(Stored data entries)
------------------------------

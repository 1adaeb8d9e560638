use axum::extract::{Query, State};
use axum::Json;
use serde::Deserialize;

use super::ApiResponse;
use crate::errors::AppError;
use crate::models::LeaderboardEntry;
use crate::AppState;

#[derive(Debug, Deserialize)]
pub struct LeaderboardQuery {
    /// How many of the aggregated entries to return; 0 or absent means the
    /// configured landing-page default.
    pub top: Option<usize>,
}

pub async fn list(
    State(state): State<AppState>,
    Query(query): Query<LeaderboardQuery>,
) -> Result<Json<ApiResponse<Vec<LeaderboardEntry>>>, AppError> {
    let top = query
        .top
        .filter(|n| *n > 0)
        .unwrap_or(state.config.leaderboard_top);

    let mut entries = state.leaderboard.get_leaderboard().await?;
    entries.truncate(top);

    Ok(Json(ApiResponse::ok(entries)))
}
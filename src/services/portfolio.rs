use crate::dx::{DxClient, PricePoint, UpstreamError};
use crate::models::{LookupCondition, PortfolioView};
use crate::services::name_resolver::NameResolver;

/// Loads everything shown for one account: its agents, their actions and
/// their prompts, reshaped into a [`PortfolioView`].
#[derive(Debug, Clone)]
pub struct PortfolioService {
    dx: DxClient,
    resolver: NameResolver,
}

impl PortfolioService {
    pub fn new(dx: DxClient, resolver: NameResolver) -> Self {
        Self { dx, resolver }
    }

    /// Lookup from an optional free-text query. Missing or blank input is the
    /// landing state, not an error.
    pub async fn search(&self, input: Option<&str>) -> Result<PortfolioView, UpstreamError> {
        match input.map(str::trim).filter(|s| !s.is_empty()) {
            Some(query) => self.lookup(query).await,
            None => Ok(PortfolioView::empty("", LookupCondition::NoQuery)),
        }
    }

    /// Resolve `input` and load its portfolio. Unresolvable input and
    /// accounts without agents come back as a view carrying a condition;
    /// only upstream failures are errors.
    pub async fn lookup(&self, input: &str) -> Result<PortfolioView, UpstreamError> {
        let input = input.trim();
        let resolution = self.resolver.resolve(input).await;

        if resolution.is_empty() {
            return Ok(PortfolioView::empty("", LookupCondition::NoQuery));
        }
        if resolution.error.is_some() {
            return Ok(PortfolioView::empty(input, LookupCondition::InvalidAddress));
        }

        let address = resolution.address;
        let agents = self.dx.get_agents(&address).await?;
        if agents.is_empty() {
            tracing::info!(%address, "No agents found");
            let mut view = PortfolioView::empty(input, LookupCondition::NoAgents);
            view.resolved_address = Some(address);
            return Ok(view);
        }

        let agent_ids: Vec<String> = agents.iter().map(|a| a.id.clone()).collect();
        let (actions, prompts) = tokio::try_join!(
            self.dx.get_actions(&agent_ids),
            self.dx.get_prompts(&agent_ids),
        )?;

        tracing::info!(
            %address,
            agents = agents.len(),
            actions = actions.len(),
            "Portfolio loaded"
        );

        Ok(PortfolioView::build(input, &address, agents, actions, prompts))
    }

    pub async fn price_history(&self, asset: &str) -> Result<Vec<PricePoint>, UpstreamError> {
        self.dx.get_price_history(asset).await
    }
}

------------------------------

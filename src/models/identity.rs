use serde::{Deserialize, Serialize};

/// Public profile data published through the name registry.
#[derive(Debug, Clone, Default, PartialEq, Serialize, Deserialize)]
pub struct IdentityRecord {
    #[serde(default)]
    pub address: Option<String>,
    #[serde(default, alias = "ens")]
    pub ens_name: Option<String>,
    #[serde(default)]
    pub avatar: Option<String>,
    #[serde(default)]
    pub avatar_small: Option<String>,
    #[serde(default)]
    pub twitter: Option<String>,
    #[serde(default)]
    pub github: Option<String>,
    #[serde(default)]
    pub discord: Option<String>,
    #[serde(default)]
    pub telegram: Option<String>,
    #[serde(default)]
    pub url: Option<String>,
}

------------------------------

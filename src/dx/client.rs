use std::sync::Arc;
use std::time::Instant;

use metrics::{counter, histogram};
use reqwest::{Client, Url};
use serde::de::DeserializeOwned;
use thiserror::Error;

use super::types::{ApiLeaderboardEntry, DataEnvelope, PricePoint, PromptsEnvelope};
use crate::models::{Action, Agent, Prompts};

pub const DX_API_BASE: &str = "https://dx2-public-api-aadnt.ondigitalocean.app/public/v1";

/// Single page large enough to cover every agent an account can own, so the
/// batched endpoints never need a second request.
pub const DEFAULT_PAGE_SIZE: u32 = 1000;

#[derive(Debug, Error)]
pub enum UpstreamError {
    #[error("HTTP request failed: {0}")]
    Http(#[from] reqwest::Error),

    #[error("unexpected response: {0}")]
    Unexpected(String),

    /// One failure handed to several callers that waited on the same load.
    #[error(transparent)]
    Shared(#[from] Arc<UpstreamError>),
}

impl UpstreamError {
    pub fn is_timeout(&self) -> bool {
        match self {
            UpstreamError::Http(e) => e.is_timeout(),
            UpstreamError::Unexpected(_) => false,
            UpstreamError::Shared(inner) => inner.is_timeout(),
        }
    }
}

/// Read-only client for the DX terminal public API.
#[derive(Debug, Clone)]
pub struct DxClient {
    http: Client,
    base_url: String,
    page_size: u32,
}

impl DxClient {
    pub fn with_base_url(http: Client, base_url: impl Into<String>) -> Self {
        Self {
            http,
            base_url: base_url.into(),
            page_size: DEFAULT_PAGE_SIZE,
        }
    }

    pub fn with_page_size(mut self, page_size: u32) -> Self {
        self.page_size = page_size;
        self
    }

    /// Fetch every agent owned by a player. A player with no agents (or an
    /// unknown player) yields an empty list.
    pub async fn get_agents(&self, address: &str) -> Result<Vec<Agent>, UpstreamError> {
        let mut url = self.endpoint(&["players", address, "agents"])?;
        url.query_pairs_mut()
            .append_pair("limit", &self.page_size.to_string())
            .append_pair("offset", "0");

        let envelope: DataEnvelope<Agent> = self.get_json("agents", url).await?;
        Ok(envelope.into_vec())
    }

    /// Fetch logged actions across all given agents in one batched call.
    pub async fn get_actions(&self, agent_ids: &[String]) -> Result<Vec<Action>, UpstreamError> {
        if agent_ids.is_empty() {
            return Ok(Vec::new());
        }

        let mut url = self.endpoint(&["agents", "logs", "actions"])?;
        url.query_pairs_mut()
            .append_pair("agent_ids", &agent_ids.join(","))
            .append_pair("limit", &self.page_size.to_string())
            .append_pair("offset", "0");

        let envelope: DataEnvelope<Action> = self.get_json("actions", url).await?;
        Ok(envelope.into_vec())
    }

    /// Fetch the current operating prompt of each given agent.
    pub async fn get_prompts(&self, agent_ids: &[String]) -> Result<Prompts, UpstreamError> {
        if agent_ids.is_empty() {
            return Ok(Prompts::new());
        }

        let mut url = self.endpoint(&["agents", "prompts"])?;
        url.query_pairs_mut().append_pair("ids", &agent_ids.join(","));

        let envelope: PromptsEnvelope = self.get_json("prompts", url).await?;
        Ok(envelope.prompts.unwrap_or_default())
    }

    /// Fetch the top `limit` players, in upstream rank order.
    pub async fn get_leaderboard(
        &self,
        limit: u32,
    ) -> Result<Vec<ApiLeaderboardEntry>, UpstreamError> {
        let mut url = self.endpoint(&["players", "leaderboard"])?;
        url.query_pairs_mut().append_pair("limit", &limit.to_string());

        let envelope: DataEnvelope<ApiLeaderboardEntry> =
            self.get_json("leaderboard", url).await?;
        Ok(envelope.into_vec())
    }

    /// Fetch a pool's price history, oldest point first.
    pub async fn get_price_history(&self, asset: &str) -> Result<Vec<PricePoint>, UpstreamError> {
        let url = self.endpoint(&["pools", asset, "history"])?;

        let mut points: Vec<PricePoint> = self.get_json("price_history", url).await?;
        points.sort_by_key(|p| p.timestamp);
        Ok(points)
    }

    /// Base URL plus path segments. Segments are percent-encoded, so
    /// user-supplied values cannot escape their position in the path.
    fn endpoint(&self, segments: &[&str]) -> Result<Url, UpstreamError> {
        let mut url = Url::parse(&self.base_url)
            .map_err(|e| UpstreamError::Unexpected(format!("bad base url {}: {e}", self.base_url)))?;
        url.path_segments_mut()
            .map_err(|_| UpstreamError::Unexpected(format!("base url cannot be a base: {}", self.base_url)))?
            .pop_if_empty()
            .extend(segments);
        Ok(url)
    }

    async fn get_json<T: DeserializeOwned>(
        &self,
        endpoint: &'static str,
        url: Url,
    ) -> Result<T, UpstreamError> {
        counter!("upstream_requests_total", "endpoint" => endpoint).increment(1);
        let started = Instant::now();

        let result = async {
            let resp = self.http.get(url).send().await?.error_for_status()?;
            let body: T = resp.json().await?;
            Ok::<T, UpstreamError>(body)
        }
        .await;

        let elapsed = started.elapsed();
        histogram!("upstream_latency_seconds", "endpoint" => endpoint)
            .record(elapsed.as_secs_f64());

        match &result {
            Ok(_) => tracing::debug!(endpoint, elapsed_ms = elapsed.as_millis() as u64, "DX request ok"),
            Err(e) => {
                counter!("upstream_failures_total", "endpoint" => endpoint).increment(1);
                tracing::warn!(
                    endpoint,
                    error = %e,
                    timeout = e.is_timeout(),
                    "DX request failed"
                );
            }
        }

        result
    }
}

------------------------------

Pull out the lines above in which the word "given" appears.

• Result of this task:
    /// Fetch logged actions across all given agents in one batched call.
    /// Fetch the current operating prompt of each given agent.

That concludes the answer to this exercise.